In this case, last thoughts are not a reference to my feelings about life after death, nor morbid consideration of my own mortality. Which isn’t actually going to be all that soon, since I fully intend on living, if not forever, at least until we have real actual flying cars and colonies on the Moon, like I was promised when I was a kid. Last thoughts in the current post are of London and our time there.
I was going through my PhotoStream, which for you non-Apple owning people is the term they use for the record of all pictures you’ve ever taken while you owned an Apple product. Photos that Apple no doubt collating in some ultra-secure underground facility in Wyoming. Someday, as you’re getting ready to interview for that job with the Fortune 500 company of your dreams you’ll get an AppleGram. Said AppleGram will ask you to agree to forking over 10% of your earnings, in perpetuity, in order to prevent the quite accidental release of that picture of you wearing a beer hat and urinating on the statue of the college founder during Homecoming Week hijinks, years and years ago. What, you thought Apple was making all that money off of iPhones?
So looking through the Photo Stream I pulled out a few or ten pictures that typified our time in London. Kind of a walk down Memory Lane, if Memory Lane had a few more pubs and take-away places.
Moss. A sensitive and evocative composition showing the ephemeral nature of man’s institutions. Or just an illustration that it’s so wet in London that green stuff grows on stone and brick. I don’t know, this pleases me in ways I can’t quite define, or I could, but explaining that I like it because green is my favorite color, might be a little more revealing of how simple I am than is in my best interest.
New York, New York. A shot from the Queen Mary 2 as we depart the harbor on our way to Old Blighty. Sometimes the weather doesn’t cooperate, as our feelings were definitely not grim nor grey. As a matter of fact we were really quite excited and it wasn’t just because there were unlimited buffets a’beckoning, though that may have been a factor.

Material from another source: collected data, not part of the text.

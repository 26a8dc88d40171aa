//! Job submission: validate, dedupe, then record and enqueue in one batch.

use chrono::Utc;
use tracing::{debug, info};

use queuey_core::{DomainError, Job, JobId, NewJob};

use super::dedupe::DedupeIndex;
use crate::store::{keys, QueueStore, StoreError, WriteBatch};

#[derive(Debug, Clone, PartialEq, Eq, thiserror::Error)]
pub enum SubmitError {
    #[error(transparent)]
    Validation(#[from] DomainError),
    #[error(transparent)]
    Store(#[from] StoreError),
}

#[derive(Debug, Clone)]
pub struct SubmissionService<S> {
    store: S,
    dedupe: DedupeIndex<S>,
}

impl<S: QueueStore + Clone> SubmissionService<S> {
    pub fn new(store: S, dedupe_window: std::time::Duration) -> Self {
        Self {
            dedupe: DedupeIndex::new(store.clone(), dedupe_window),
            store,
        }
    }

    /// Submit a job and return its id.
    ///
    /// A live dedupe entry short-circuits to the original job id without
    /// writing anything. Otherwise the record, the default-queue append and the
    /// dedupe entry are committed together. Two submissions racing on the same
    /// fresh key can both miss the lookup and create two jobs; the later
    /// dedupe write wins.
    pub fn submit(&self, request: NewJob) -> Result<JobId, SubmitError> {
        request.validate()?;

        let dedupe_key = request.dedupe_key().map(str::to_owned);
        if let Some(key) = dedupe_key.as_deref() {
            if let Some(existing) = self.dedupe.reserve(key)? {
                debug!(dedupe_key = key, job_id = %existing, "duplicate submission");
                return Ok(existing);
            }
        }

        let job = Job::create(request, Utc::now())?;
        let mut batch = WriteBatch::new()
            .put_job(&job)
            .push(keys::DEFAULT_QUEUE, &job);
        if let Some(key) = dedupe_key.as_deref() {
            batch = batch.op(self.dedupe.commit(key, job.id));
        }
        self.store.apply(batch)?;

        info!(job_id = %job.id, job_type = %job.job_type, max_attempts = job.max_attempts, "job submitted");
        Ok(job.id)
    }
}

#[cfg(test)]
mod tests {
    use std::sync::Arc;
    use std::time::Duration;

    use serde_json::json;

    use queuey_core::{JobStatus, Payload};

    use super::*;
    use crate::jobs::dedupe::DEFAULT_DEDUPE_WINDOW;
    use crate::store::InMemoryQueueStore;

    fn payload(value: serde_json::Value) -> Payload {
        value.as_object().cloned().unwrap_or_default()
    }

    fn service(window: Duration) -> (Arc<InMemoryQueueStore>, SubmissionService<Arc<InMemoryQueueStore>>) {
        let store = Arc::new(InMemoryQueueStore::new());
        (store.clone(), SubmissionService::new(store, window))
    }

    #[test]
    fn submit_records_and_enqueues() {
        let (store, svc) = service(DEFAULT_DEDUPE_WINDOW);

        let id = svc
            .submit(NewJob::new("text.reverse", payload(json!({"text": "abc"}))))
            .unwrap();

        let job = store.get_job(id).unwrap().unwrap();
        assert_eq!(job.status, JobStatus::Queued);
        assert_eq!(job.attempts, 0);
        assert_eq!(job.payload["text"], "abc");
        assert_eq!(store.list_snapshot(keys::DEFAULT_QUEUE).unwrap(), vec![job]);
    }

    #[test]
    fn blank_type_is_rejected_and_nothing_is_written() {
        let (store, svc) = service(DEFAULT_DEDUPE_WINDOW);

        let err = svc.submit(NewJob::new("", Payload::new())).unwrap_err();

        assert!(matches!(err, SubmitError::Validation(_)));
        assert_eq!(store.queue_len(keys::DEFAULT_QUEUE).unwrap(), 0);
    }

    #[test]
    fn same_dedupe_key_returns_same_job() {
        let (store, svc) = service(DEFAULT_DEDUPE_WINDOW);
        let req = NewJob::new("math.square", payload(json!({"n": 4}))).with_dedupe_key("sq-4");

        let first = svc.submit(req.clone()).unwrap();
        let second = svc.submit(req).unwrap();

        assert_eq!(first, second);
        assert_eq!(store.queue_len(keys::DEFAULT_QUEUE).unwrap(), 1);
    }

    #[test]
    fn dedupe_key_is_reusable_after_window() {
        let (store, svc) = service(Duration::from_millis(30));
        let req = NewJob::new("math.square", payload(json!({"n": 4}))).with_dedupe_key("sq-4");

        let first = svc.submit(req.clone()).unwrap();
        std::thread::sleep(Duration::from_millis(60));
        let second = svc.submit(req).unwrap();

        assert_ne!(first, second);
        assert_eq!(store.queue_len(keys::DEFAULT_QUEUE).unwrap(), 2);
    }

    #[test]
    fn without_dedupe_key_every_submission_is_new() {
        let (_, svc) = service(DEFAULT_DEDUPE_WINDOW);
        let req = NewJob::new("t", Payload::new());

        assert_ne!(svc.submit(req.clone()).unwrap(), svc.submit(req).unwrap());
    }
}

Victoria and Albert Museum, courtyard, at night, December. I took like ten pictures and this was the best of the lot. The view was a lot cooler than my execrable photographic abilities reveals. Mary’s favorite museum in the world. Might be mine too, though the Imperial War Museum does have a V-1 rocket and that does trump a lot of dresses and statuary.
Airstream, repurposed. I don’t know why this tickles me so much. I don’t think food truck culture is going to make a lot of headway in the City because there’s really nowhere for them to park and do business. This Airstream is in the middle of what was essentially an outdoor mall.
St Ghastly Grim. This is from the gate to the churchyard of St. Olave Hart Street, which was not far from our flat. The skulls indicate that Plague victims were buried in the churchyard. But that’s not the best part. Consider the vicious looking spikes on top of the gate and wall. When the zombie apocalypse hits this is where I’m going to hole up. Unless the spikes were put in to keep the Plague victims from arising and getting out….
Squashed. Londoners will pretty much not tear anything down unless the money is really, really good. So far apparently the offers for this property haven’t been quite high enough.
Elf Herd. Another strange custom. Dressing up in Santa costumes and then walking en masse through the City. I really am not sure what the purpose was, a charity? The convenience stores were doing a land office business as many of the elves were flooding into their stores and getting a can of lager to drink along the way. I was struck by the difference in the two cultures, as Americans would all be towing coolers with beer, so they wouldn’t have to stop.
Brit-Mex Cusisine. It was hard to get a decent shot of this through the window, but it’s some sort of ‘Mexican’ dish. The best part, though it’s kind of hard to see, is that they’ve put chipolatas on top, just like they do in Oaxaca-on-Trent, just a stone’s throw from Mexico City, if Mexico City were located in Neverland.
Paternoster Square. This area was leveled in the Blitz and rebuilt, then leveled again so they could build a bunch of office buildings for American banks. They added in this square, centered around the quite large monument in the center. Interestingly enough, apparently the Brits have run out of people, wars, animals and royalty to dedicate monuments to, since this one has no inscription or indeed any function for existing other than it sets off the square nicely. Oh, and the square is more of a lop-sided octagon. But that’s not what is truly interesting about this shot. It’s the sun and the blue sky. That’s unusual.
Pop-Up Pissoir. Last, and certainly not least, is the Pop-Up Pissoir, located just outside our building. We didn’t even know this existed until halfway through our stay since during the day and on weeknights it is flush with the sidewalk. But on Friday and Saturday nights it pops out of the ground, ready to service the hundreds of drunk bankers and stock brokers wandering about the area. I never actually saw anyone using this, but then again I didn’t make it a habit to hang around and watch it for more than three or four hours at a time. I like the idea that this is made pretty exclusively for drunks as there is no privacy whatsoever, so you have to be quite drunk in order to throw off all inhibitions and use it. Quite drunk in British terms is defined as Emergency Room admittance in the US.